▶ RECORDS TO PROCESS:

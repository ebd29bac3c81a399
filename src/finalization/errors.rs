//! # Finalization Errors
//!
//! Every error carries its kind and context so callers can branch on it.
//! Nothing is retried inside the engine.

use thiserror::Error;

use super::record::QuarterFinalization;
use crate::rules::ReadinessFinding;
use crate::store::StoreError;

/// Result type for engine operations
pub type FinalizeResult<T> = Result<T, FinalizeError>;

/// Finalization engine errors
#[derive(Debug, Clone, Error)]
pub enum FinalizeError {
    #[error("Quarter not found: {0}")]
    QuarterNotFound(String),

    #[error("Quarter {quarter_id} is not eligible to finalize: {} blocking finding(s)", findings.len())]
    NotEligible {
        quarter_id: String,
        findings: Vec<ReadinessFinding>,
    },

    #[error("Quarter {} is already finalized (snapshot {})", existing.quarter_id, existing.snapshot_id)]
    AlreadyFinalized { existing: Box<QuarterFinalization> },

    #[error("Override already recorded for rule {rule_key} on incident {incident_id} in quarter {quarter_id}")]
    DuplicateOverride {
        quarter_id: String,
        rule_key: String,
        incident_id: String,
    },

    #[error("Unknown rule key: {0}")]
    UnknownRule(String),

    #[error("Invalid input: {0}")]
    InvalidInput(String),

    #[error("Store unavailable: {0}")]
    StoreUnavailable(StoreError),

    #[error("Digest mismatch for quarter {quarter_id}: {first} != {second}")]
    DigestMismatchInternal {
        quarter_id: String,
        first: String,
        second: String,
    },
}

impl FinalizeError {
    /// Get the stable error code
    pub fn code(&self) -> &'static str {
        match self {
            FinalizeError::QuarterNotFound(_) => "QC_QUARTER_NOT_FOUND",
            FinalizeError::NotEligible { .. } => "QC_NOT_ELIGIBLE",
            FinalizeError::AlreadyFinalized { .. } => "QC_ALREADY_FINALIZED",
            FinalizeError::DuplicateOverride { .. } => "QC_DUPLICATE_OVERRIDE",
            FinalizeError::UnknownRule(_) => "QC_UNKNOWN_RULE",
            FinalizeError::InvalidInput(_) => "QC_INVALID_INPUT",
            FinalizeError::StoreUnavailable(_) => "QC_STORE_UNAVAILABLE",
            FinalizeError::DigestMismatchInternal { .. } => "QC_DIGEST_MISMATCH_INTERNAL",
        }
    }

    /// Whether the caller can resolve the condition and retry.
    ///
    /// A digest mismatch is an implementation bug, not a user condition.
    pub fn is_recoverable(&self) -> bool {
        !matches!(self, FinalizeError::DigestMismatchInternal { .. })
    }
}

impl From<StoreError> for FinalizeError {
    fn from(err: StoreError) -> Self {
        match err {
            // keys come from caller input
            StoreError::InvalidKey(reason) => FinalizeError::InvalidInput(reason),
            other => FinalizeError::StoreUnavailable(other),
        }
    }
}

▶ TASK REQUIREMENTS: Show all of the lines above in which "QuarterNotFound" is present.

▶ SOLUTION:
    QuarterNotFound(String),
            FinalizeError::QuarterNotFound(_) => "QC_QUARTER_NOT_FOUND",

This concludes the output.